◆ **Required action**:
The answer must be a single number: how many lines of the records below contain "polls".

[Task material — start]

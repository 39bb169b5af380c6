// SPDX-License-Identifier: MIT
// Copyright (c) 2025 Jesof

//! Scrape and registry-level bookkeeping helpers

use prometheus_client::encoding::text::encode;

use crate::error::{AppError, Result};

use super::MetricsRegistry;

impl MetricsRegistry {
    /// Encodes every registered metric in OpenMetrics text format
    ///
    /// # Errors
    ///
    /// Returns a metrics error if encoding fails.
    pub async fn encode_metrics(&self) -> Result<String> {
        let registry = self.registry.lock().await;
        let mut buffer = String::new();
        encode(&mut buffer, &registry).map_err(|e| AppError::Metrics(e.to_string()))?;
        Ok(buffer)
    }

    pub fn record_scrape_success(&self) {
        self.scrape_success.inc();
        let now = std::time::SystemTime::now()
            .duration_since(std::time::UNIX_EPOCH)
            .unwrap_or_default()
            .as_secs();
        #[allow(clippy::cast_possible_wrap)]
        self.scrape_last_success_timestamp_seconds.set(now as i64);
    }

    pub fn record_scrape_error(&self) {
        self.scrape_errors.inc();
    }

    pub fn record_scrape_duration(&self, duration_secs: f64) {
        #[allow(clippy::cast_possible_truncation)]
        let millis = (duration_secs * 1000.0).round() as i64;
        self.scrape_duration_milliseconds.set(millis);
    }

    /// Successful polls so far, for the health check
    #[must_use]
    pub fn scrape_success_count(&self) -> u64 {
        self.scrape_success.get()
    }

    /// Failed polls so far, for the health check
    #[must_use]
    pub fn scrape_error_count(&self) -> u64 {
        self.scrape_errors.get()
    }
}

[Task material — finish]

◆ **Task answer**:
2